[Collected data entries]
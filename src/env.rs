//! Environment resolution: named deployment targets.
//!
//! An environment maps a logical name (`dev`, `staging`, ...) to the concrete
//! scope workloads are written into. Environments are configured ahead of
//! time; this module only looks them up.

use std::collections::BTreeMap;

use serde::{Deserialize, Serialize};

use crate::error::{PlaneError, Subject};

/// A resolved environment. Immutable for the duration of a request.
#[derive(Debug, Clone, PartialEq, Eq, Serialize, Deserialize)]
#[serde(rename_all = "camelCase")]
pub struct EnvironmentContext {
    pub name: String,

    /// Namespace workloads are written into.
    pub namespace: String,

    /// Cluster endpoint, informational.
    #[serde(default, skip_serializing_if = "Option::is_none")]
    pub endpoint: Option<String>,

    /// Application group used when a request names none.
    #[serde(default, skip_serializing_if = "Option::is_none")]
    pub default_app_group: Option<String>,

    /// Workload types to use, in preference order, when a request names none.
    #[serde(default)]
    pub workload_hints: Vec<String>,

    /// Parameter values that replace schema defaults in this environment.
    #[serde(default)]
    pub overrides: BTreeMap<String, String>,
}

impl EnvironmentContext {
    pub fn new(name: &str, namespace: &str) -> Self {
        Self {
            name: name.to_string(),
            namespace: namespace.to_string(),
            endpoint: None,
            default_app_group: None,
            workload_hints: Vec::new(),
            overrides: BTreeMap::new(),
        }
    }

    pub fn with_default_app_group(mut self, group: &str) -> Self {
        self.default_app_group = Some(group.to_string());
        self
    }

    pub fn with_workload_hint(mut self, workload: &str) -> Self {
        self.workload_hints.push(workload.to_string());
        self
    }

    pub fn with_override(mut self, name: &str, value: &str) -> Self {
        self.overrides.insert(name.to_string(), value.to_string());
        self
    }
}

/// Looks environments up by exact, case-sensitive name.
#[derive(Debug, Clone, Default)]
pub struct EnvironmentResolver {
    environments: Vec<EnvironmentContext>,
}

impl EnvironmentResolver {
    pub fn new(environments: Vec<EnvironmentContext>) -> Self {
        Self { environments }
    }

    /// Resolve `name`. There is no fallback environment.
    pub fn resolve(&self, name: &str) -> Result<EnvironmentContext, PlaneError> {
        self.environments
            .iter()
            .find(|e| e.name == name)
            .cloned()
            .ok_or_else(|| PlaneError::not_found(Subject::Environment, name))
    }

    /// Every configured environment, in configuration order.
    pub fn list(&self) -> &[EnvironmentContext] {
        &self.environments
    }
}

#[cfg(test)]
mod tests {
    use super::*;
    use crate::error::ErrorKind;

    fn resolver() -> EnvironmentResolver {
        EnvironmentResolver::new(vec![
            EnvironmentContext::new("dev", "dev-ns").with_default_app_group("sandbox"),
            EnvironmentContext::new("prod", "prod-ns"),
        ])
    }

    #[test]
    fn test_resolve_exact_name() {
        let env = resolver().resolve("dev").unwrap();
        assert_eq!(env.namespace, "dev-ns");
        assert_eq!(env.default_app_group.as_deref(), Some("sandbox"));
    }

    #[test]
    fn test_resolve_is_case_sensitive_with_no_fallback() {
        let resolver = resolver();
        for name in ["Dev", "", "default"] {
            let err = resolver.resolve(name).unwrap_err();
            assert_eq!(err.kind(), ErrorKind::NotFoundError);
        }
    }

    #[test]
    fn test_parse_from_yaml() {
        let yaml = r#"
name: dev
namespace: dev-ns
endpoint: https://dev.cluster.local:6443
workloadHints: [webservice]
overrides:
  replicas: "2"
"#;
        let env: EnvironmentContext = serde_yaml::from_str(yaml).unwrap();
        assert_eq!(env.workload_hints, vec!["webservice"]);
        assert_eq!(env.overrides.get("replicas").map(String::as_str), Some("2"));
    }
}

▶ Work item
Only a number is wanted: how many lines of the data above contain "Option"?

▶ Task response
4